Des experts universitaires et de la société civile, des régulateurs ainsi que de nombreuses entreprises plaident en faveur de l'adoption de nouvelles lois et réglementations afin de faire en sorte que ce qui n'est pas autorisé dans le monde réel soient également criminalisé dans les espaces virtuels. La plateforme de rencontre Bumble fait ainsi pression pour criminaliser le cyber-exhibitionnisme.
Akhila Kolisetty, avocate spécialisée dans les droits de l'homme, souligne que le Canada, l'Angleterre, l'Allemagne et même l'Inde et le Pakistan font partie des rares pays qui ont rendu illégal l'abus sexuel par l'image, lorsque des photos privées sont partagées sans consentement. De nombreux pays ne disposent pas de lois réprimant les formes émergentes d'abus numériques, comme les techniques de "deepfake" qui permettent de superposer le visage d'une femme à une vidéo pornographique et de partager le résultat sur des plateformes de messagerie.
Le commissariat australien à la sécurité en ligne (eSafety Commissioner) apporte son soutien aux personnes victimes de tels abus, mais de nombreux pays sont à la traîne. Il en va de même pour la protection des enfants en ligne. L'actualisation des lois pour les rendre applicables dans un contexte numérique sera un élément clé de la gouvernance du Métavers.
Selon Hoda Alkhzaimi20, professeure en ingénierie informatique et directeur du centre de cybersécurité de l'Université de New York à Abu Dhabi, les façons d'élaborer des mécanismes d'attaque sur une plateforme virtuelle évoluent constamment. Elle considère qu'il "ne s'agit jamais d'un cycle de développement fixe, que nous devons être attentifs à la manière dont nous construisons les éléments logiciels et matériels et inclure des composants de sécurité natifs afin de protéger l'intégrité des contenus développés, les interactions créées par les utilisateurs et, globalement, la stabilité du monde virtuel présenté". Elle ajoute : "Il n'y a pas qu'un un facteur unique à prendre en compte ici, car les aspects de confidentialité, d'intégrité, d'authenticité, d'accessibilité, de respect de la vie privée et de sécurité doivent tous, sans exception, être développés". Elle souligne encore que, jusqu'à présent, "les attaques contre les terminaux virtuels ont toutes été construites par le biais de plateformes open source telles que la plateforme OpenVR de Valve".
Une gouvernance adaptée
Des organismes tels qu'Access Now et l'EFF font pression sur les gouvernements et d'autres parties prenantes afin que ceux-ci se penchent sur la question des droits de l'homme dans le contexte des réalités virtuelle et augmentée.

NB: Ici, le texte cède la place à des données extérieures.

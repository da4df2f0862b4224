/// Resilience patterns for microservices
///
/// This library provides production-ready resilience patterns including:
/// - **Circuit Breaker**: Prevents cascading failures by failing fast when error threshold is reached
/// - **Timeout**: Enforces time limits on all external calls
/// - **Retry**: Exponential backoff with jitter for transient failures
/// - **Tower Layer**: Composable middleware for Tower-based services
/// - **Preset Configurations**: Pre-tuned settings for Postgres, Kafka, Redis, external HTTP
///
/// # Example: Bus Producer with Circuit Breaker
///
/// ```rust,no_run
/// use resilience::{presets, CircuitBreaker};
///
/// #[tokio::main]
/// async fn main() {
///     let config = presets::kafka_config();
///     let circuit_breaker = CircuitBreaker::new(config.circuit_breaker);
///
///     let result = circuit_breaker.call(|| async {
///         // Your broker publish call here
///         Ok::<_, String>(())
///     }).await;
/// }
/// ```
///
/// # Example: Database Query with Timeout
///
/// ```rust,no_run
/// use resilience::{presets, timeout::with_timeout_result};
///
/// #[tokio::main]
/// async fn main() {
///     let config = presets::database_config();
///
///     let result = with_timeout_result(
///         config.timeout.duration,
///         async {
///             // Your database query
///             Ok::<_, String>(())
///         }
///     ).await;
/// }
/// ```

pub mod circuit_breaker;
pub mod layer;
pub mod metrics;
pub mod presets;
pub mod retry;
pub mod timeout;

// Re-export main types for convenience
pub use circuit_breaker::{CircuitBreaker, CircuitBreakerConfig, CircuitBreakerError, CircuitState};
pub use layer::{CircuitBreakerLayer, CircuitBreakerService};
pub use presets::{database_config, http_external_config, kafka_config, redis_config, ServiceConfig};
pub use retry::{with_retry, RetryConfig, RetryError};
pub use timeout::{with_timeout, with_timeout_result, TimeoutConfig, TimeoutError};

Un autre grand domaine à améliorer est celui des politiques, des règlements et des mécanismes de modération adoptés par les plateformes. "Les plateformes de réalité virtuelle et augmentée nécessitent des conditions de service spécifiques aux environnements immersifs, basées sur la façon dont ces technologies interagissent avec notre cerveau. Nous ne pouvons pas simplement appliquer au Métavers les règles en vigueur pour les réseaux sociaux", fait remarquer Brittan Heller. "C'est important", insiste-t-elle, "car la gouvernance des plateformes dans les mondes virtuels doit s'appliquer aux comportements, en plus des contenus".
À l'heure actuelle, l'une des formes les plus courantes de gouvernance dans les environnements virtuels revêt l'aspect d'une modération réactive et punitive. Cela n'empêche pas les préjudices de se produire. Qui plus est, leurs répercussions peuvent souvent être évitées par les contrevenants dans la mesure où ceux-ci améliorent sans cesse leur pratiques de contournement des règles. Pour assurer un avenir numérique plus sûr, il serait opportun d'imaginer des moyens propres à inciter à de meilleurs comportements et récompenser les interactions positives, en particulier compte tenu des risques accrus que l'on pourrait être amené à rencontrer dans le Métavers.